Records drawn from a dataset
******************************
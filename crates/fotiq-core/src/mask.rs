//! Local adjustment masks.
//!
//! A mask is a feathered gradient over normalized image coordinates that
//! scales a small set of adjustment deltas. Masks never touch pixels
//! directly: [`accumulate`] sums their weighted deltas at a coordinate and
//! the pixel pipeline adds the sums to the global exposure, contrast and
//! saturation before grading.

use glam::Vec2;
use serde::{Deserialize, Serialize};

/// Active masks allowed per [`MaskKind`]. Matches the uniform array length.
pub const MAX_MASKS_PER_KIND: usize = 3;

/// Smallest feather and radius used in evaluation.
pub const MIN_EXTENT: f32 = 0.001;

/// Slider range of each mask adjustment.
pub const MASK_ADJUSTMENT_RANGE: (f32, f32) = (-100.0, 100.0);

/// Stable identifier of a mask within one edit state.
pub type MaskId = u64;

#[derive(Debug, Clone, Copy, PartialEq, Eq, Hash, Serialize, Deserialize)]
#[serde(rename_all = "snake_case")]
pub enum MaskKind {
    Linear,
    Radial,
}

/// Mask shape in normalized `[0, 1]` image coordinates. Rotations are degrees.
#[derive(Debug, Clone, Copy, PartialEq, Serialize, Deserialize)]
#[serde(tag = "type", rename_all = "snake_case")]
pub enum MaskGeometry {
    /// Half-plane gradient through `anchor`, rising along `rotation`.
    Linear { anchor: [f32; 2], rotation: f32 },
    /// Elliptical falloff around `center`.
    Radial {
        center: [f32; 2],
        radius_x: f32,
        radius_y: f32,
        rotation: f32,
    },
}

impl MaskGeometry {
    pub fn kind(&self) -> MaskKind {
        match self {
            Self::Linear { .. } => MaskKind::Linear,
            Self::Radial { .. } => MaskKind::Radial,
        }
    }

    /// Geometry a freshly added mask starts with.
    pub fn default_for(kind: MaskKind) -> Self {
        match kind {
            MaskKind::Linear => Self::Linear {
                anchor: [0.5, 0.5],
                rotation: 0.0,
            },
            MaskKind::Radial => Self::Radial {
                center: [0.5, 0.5],
                radius_x: 0.2,
                radius_y: 0.2,
                rotation: 0.0,
            },
        }
    }
}

/// Per-mask adjustment amounts, slider units in `[-100, 100]`.
#[derive(Debug, Clone, Copy, Default, PartialEq, Serialize, Deserialize)]
#[serde(default)]
pub struct MaskAdjustments {
    pub exposure: f32,
    pub contrast: f32,
    pub saturation: f32,
}

impl MaskAdjustments {
    fn clamped(self) -> Self {
        let (lo, hi) = MASK_ADJUSTMENT_RANGE;
        let c = |v: f32| if v.is_finite() { v.clamp(lo, hi) } else { 0.0 };
        Self {
            exposure: c(self.exposure),
            contrast: c(self.contrast),
            saturation: c(self.saturation),
        }
    }

    /// Convert to shader units.
    pub fn normalized(&self) -> [f32; 3] {
        [
            self.exposure / 100.0,
            self.contrast / 100.0,
            self.saturation / 100.0,
        ]
    }
}

#[derive(Debug, Clone, Copy, PartialEq, Serialize, Deserialize)]
pub struct Mask {
    pub id: MaskId,
    pub geometry: MaskGeometry,
    /// Width of the soft edge, `[0, 1]`.
    pub feather: f32,
    pub inverted: bool,
    pub adjustments: MaskAdjustments,
}

impl Mask {
    /// A mask of `kind` with default geometry, feather 0.1 and no deltas.
    pub fn new(id: MaskId, kind: MaskKind) -> Self {
        Self {
            id,
            geometry: MaskGeometry::default_for(kind),
            feather: 0.1,
            inverted: false,
            adjustments: MaskAdjustments::default(),
        }
    }

    pub fn kind(&self) -> MaskKind {
        self.geometry.kind()
    }

    /// Clamp every field into its documented range. Non-finite values reset
    /// to the kind's defaults.
    pub fn sanitized(self) -> Self {
        let unit = |v: f32, fallback: f32| if v.is_finite() { v.clamp(0.0, 1.0) } else { fallback };
        let angle = |v: f32| if v.is_finite() { v } else { 0.0 };
        let geometry = match self.geometry {
            MaskGeometry::Linear { anchor, rotation } => MaskGeometry::Linear {
                anchor: [unit(anchor[0], 0.5), unit(anchor[1], 0.5)],
                rotation: angle(rotation),
            },
            MaskGeometry::Radial {
                center,
                radius_x,
                radius_y,
                rotation,
            } => MaskGeometry::Radial {
                center: [unit(center[0], 0.5), unit(center[1], 0.5)],
                radius_x: unit(radius_x, 0.2).max(MIN_EXTENT),
                radius_y: unit(radius_y, 0.2).max(MIN_EXTENT),
                rotation: angle(rotation),
            },
        };
        Self {
            id: self.id,
            geometry,
            feather: unit(self.feather, 0.1),
            inverted: self.inverted,
            adjustments: self.adjustments.clamped(),
        }
    }

    /// Mask weight in `[0, 1]` at normalized coordinate `uv`.
    pub fn alpha(&self, uv: Vec2) -> f32 {
        let feather = self.feather.max(MIN_EXTENT);
        let alpha = match self.geometry {
            MaskGeometry::Linear { anchor, rotation } => {
                let dir = Vec2::from_angle(rotation.to_radians());
                let d = (uv - Vec2::from(anchor)).dot(dir);
                smoothstep(-feather, feather, d)
            }
            MaskGeometry::Radial {
                center,
                radius_x,
                radius_y,
                rotation,
            } => {
                let local = rotate_into(uv - Vec2::from(center), rotation.to_radians());
                let radii = Vec2::new(radius_x, radius_y).max(Vec2::splat(MIN_EXTENT));
                let d = (local / radii).length();
                1.0 - smoothstep(1.0 - feather, 1.0 + feather, d)
            }
        };
        if self.inverted { 1.0 - alpha } else { alpha }
    }
}

/// Rotate `v` by `-angle`, taking a point into a frame rotated by `angle`.
pub fn rotate_into(v: Vec2, angle: f32) -> Vec2 {
    let (s, c) = angle.sin_cos();
    Vec2::new(c * v.x + s * v.y, -s * v.x + c * v.y)
}

fn smoothstep(edge0: f32, edge1: f32, x: f32) -> f32 {
    crate::grading::tone::smoothstep(edge0, edge1, x)
}

/// Summed mask deltas at one pixel, in shader units. Not clamped.
#[derive(Debug, Clone, Copy, Default, PartialEq)]
pub struct MaskDeltas {
    pub exposure: f32,
    pub contrast: f32,
    pub saturation: f32,
}

/// Sum `adjustment × alpha` over every mask. Linear masks are evaluated at
/// `linear_uv` and radial masks at `radial_uv`.
pub fn accumulate(masks: &[Mask], linear_uv: Vec2, radial_uv: Vec2) -> MaskDeltas {
    masks.iter().fold(MaskDeltas::default(), |acc, mask| {
        let alpha = match mask.kind() {
            MaskKind::Linear => mask.alpha(linear_uv),
            MaskKind::Radial => mask.alpha(radial_uv),
        };
        let [e, c, s] = mask.adjustments.normalized();
        MaskDeltas {
            exposure: acc.exposure + e * alpha,
            contrast: acc.contrast + c * alpha,
            saturation: acc.saturation + s * alpha,
        }
    })
}

#[cfg(test)]
mod tests {
    use super::*;

    const EPSILON: f32 = 1e-5;

    fn radial(radius: f32, feather: f32, exposure: f32) -> Mask {
        Mask {
            id: 1,
            geometry: MaskGeometry::Radial {
                center: [0.5, 0.5],
                radius_x: radius,
                radius_y: radius,
                rotation: 0.0,
            },
            feather,
            inverted: false,
            adjustments: MaskAdjustments {
                exposure,
                ..Default::default()
            },
        }
    }

    #[test]
    fn test_radial_full_at_center_zero_far_out() {
        let masks = [radial(0.3, 0.1, 50.0)];
        let center = accumulate(&masks, Vec2::ZERO, Vec2::new(0.5, 0.5));
        assert!((center.exposure - 0.5).abs() < EPSILON);

        // Normalized distance 1.5 from the center.
        let outside = accumulate(&masks, Vec2::ZERO, Vec2::new(0.5 + 0.45, 0.5));
        assert!(outside.exposure.abs() < EPSILON);
    }

    #[test]
    fn test_radial_edge_is_half() {
        let mask = radial(0.3, 0.1, 0.0);
        let a = mask.alpha(Vec2::new(0.8, 0.5));
        assert!((a - 0.5).abs() < 1e-3, "alpha at radius {a}");
    }

    #[test]
    fn test_inverted_radial_complements() {
        let mut mask = radial(0.3, 0.1, 0.0);
        let p = Vec2::new(0.75, 0.55);
        let a = mask.alpha(p);
        mask.inverted = true;
        assert!((mask.alpha(p) - (1.0 - a)).abs() < EPSILON);
    }

    #[test]
    fn test_rotated_ellipse_swaps_axes() {
        let mut mask = radial(0.0, 0.05, 0.0);
        mask.geometry = MaskGeometry::Radial {
            center: [0.5, 0.5],
            radius_x: 0.4,
            radius_y: 0.1,
            rotation: 90.0,
        };
        assert!(mask.alpha(Vec2::new(0.5, 0.8)) > 0.99);
        assert!(mask.alpha(Vec2::new(0.8, 0.5)) < 0.01);
    }

    #[test]
    fn test_linear_gradient_rises_along_direction() {
        let mask = Mask::new(1, MaskKind::Linear);
        assert!((mask.alpha(Vec2::new(0.5, 0.5)) - 0.5).abs() < EPSILON);
        assert!(mask.alpha(Vec2::new(0.7, 0.5)) > 0.99);
        assert!(mask.alpha(Vec2::new(0.3, 0.5)) < 0.01);
        // Perpendicular offsets do not matter.
        assert!((mask.alpha(Vec2::new(0.5, 0.9)) - 0.5).abs() < EPSILON);
    }

    #[test]
    fn test_zero_feather_is_a_hard_edge_without_nan() {
        let mut mask = Mask::new(1, MaskKind::Linear);
        mask.feather = 0.0;
        let a = mask.alpha(Vec2::new(0.6, 0.5));
        assert_eq!(a, 1.0);
        assert!(mask.alpha(Vec2::new(0.5, 0.5)).is_finite());
    }

    #[test]
    fn test_deltas_are_not_clamped() {
        let mut a = radial(0.3, 0.1, 100.0);
        let mut b = radial(0.3, 0.1, 100.0);
        a.id = 1;
        b.id = 2;
        let sum = accumulate(&[a, b], Vec2::ZERO, Vec2::new(0.5, 0.5));
        assert!((sum.exposure - 2.0).abs() < EPSILON);
    }

    #[test]
    fn test_each_kind_reads_its_own_coordinate() {
        let mut linear = Mask::new(2, MaskKind::Linear);
        linear.adjustments.contrast = 100.0;
        let masks = [radial(0.3, 0.1, 100.0), linear];

        let sum = accumulate(&masks, Vec2::new(0.9, 0.5), Vec2::new(0.5, 0.5));
        assert!((sum.exposure - 1.0).abs() < EPSILON, "radial at its own uv");
        assert!((sum.contrast - 1.0).abs() < EPSILON, "linear at its own uv");

        let swapped = accumulate(&masks, Vec2::new(0.1, 0.5), Vec2::new(0.95, 0.5));
        assert!(swapped.exposure.abs() < EPSILON);
        assert!(swapped.contrast.abs() < EPSILON);
    }

    #[test]
    fn test_sanitize_clamps_ranges() {
        let mut mask = radial(5.0, -1.0, 400.0);
        mask.adjustments.contrast = f32::NAN;
        let clean = mask.sanitized();
        assert_eq!(clean.feather, 0.0);
        assert_eq!(clean.adjustments.exposure, 100.0);
        assert_eq!(clean.adjustments.contrast, 0.0);
        match clean.geometry {
            MaskGeometry::Radial { radius_x, .. } => assert_eq!(radius_x, 1.0),
            MaskGeometry::Linear { .. } => unreachable!(),
        }
    }

    #[test]
    fn test_geometry_serializes_with_type_tag() {
        let json = serde_json::to_string(&MaskGeometry::default_for(MaskKind::Radial)).unwrap();
        assert!(json.contains(r#""type":"radial""#));
    }
}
******************************
Please show every line of the entries above that contains the word "saturation".

//! saturation before grading.
    pub saturation: f32,
            saturation: c(self.saturation),
            self.saturation / 100.0,
    pub saturation: f32,
            saturation: acc.saturation + s * alpha,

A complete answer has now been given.